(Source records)
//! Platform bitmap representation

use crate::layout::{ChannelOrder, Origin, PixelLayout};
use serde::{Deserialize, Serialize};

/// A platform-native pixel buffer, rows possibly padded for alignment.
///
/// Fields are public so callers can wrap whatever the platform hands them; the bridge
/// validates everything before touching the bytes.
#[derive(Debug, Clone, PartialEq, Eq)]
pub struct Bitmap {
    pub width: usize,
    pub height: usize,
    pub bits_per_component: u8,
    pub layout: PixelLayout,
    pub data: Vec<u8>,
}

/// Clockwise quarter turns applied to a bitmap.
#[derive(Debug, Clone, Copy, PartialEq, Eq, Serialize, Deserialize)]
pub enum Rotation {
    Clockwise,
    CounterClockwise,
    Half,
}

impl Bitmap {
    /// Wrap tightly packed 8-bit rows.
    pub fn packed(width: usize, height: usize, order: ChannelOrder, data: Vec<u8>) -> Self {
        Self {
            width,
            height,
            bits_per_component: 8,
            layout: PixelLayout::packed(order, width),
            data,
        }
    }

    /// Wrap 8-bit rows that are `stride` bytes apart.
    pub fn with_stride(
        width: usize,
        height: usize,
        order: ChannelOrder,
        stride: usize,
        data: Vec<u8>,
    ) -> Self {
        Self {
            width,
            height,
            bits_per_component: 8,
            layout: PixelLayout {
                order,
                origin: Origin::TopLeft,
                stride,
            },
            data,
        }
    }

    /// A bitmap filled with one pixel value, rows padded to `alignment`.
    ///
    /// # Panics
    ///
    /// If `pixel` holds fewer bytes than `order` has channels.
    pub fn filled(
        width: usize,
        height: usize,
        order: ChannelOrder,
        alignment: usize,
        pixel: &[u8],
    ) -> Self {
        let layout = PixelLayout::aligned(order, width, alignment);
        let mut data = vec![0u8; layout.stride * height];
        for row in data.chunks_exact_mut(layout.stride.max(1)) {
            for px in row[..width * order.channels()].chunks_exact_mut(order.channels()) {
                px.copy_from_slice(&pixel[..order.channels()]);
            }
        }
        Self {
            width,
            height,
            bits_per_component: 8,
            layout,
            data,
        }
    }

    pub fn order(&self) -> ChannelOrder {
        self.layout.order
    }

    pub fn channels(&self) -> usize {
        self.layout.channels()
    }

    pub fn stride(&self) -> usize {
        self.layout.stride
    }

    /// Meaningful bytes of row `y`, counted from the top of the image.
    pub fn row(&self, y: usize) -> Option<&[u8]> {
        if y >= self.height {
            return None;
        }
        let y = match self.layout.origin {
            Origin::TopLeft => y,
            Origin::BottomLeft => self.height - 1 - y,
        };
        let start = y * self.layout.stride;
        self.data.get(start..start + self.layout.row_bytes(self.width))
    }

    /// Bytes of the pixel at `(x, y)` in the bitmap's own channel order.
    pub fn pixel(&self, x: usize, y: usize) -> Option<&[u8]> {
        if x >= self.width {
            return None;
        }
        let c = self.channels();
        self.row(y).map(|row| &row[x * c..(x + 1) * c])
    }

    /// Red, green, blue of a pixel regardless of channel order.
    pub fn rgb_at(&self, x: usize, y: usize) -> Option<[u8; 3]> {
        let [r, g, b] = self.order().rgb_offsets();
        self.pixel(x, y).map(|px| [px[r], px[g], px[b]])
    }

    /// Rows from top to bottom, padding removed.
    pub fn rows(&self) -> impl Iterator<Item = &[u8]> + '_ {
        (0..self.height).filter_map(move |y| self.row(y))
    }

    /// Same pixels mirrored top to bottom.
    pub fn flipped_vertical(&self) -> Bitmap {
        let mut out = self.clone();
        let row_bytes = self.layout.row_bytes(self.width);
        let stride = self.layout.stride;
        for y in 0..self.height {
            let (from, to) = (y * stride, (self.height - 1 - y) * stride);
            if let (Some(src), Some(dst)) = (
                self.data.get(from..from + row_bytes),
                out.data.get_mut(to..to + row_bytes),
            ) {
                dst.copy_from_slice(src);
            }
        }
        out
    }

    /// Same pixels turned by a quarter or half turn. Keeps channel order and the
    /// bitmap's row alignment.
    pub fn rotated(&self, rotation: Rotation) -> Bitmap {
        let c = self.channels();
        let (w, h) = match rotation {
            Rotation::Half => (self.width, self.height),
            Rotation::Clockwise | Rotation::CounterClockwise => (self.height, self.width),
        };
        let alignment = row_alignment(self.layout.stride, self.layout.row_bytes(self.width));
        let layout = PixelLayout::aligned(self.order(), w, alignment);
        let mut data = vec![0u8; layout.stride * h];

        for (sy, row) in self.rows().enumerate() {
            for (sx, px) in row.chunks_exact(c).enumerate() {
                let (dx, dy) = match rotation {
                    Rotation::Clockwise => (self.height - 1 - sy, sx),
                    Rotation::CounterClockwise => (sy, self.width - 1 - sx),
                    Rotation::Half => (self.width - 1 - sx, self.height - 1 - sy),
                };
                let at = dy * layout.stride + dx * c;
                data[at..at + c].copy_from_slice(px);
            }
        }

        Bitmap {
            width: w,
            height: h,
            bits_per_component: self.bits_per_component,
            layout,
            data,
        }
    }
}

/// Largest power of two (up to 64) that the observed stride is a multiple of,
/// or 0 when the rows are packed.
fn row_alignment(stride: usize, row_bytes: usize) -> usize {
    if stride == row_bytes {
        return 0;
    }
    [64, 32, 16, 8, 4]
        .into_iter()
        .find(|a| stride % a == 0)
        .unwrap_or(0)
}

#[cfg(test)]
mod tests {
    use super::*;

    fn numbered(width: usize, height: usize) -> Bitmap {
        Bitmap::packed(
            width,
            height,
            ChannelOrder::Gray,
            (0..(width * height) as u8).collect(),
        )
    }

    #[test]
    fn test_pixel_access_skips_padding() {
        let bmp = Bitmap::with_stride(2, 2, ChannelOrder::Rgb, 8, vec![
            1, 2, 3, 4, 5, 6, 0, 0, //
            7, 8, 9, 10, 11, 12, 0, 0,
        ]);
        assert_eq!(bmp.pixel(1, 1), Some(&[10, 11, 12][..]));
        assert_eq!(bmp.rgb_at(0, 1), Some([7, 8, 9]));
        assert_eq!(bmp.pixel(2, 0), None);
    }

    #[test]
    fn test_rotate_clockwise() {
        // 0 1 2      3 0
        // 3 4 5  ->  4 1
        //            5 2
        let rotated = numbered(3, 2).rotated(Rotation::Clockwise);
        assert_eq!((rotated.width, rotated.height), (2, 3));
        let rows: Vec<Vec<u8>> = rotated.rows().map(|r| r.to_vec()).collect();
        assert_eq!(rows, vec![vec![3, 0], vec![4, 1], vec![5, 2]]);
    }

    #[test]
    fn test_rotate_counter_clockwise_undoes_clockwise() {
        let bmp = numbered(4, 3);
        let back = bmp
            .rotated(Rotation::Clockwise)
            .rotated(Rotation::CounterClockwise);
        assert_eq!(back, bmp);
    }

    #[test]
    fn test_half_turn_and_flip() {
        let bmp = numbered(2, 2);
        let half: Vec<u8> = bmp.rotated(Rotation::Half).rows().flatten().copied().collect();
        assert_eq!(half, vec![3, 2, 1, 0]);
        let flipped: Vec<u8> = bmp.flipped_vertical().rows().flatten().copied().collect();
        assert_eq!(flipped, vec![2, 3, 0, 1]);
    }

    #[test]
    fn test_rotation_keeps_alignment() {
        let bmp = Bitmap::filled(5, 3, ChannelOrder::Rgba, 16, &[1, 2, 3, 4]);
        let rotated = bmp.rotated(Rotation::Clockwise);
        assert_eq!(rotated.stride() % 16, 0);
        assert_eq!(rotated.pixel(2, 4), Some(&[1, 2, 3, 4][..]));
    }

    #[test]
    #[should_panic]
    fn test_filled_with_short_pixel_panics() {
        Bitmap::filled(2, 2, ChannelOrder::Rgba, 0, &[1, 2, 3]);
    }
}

- _Work request_: Show every line in the records above that contains the word "Rgba".

- _Response to this task_:
        let bmp = Bitmap::filled(5, 3, ChannelOrder::Rgba, 16, &[1, 2, 3, 4]);
        Bitmap::filled(2, 2, ChannelOrder::Rgba, 0, &[1, 2, 3]);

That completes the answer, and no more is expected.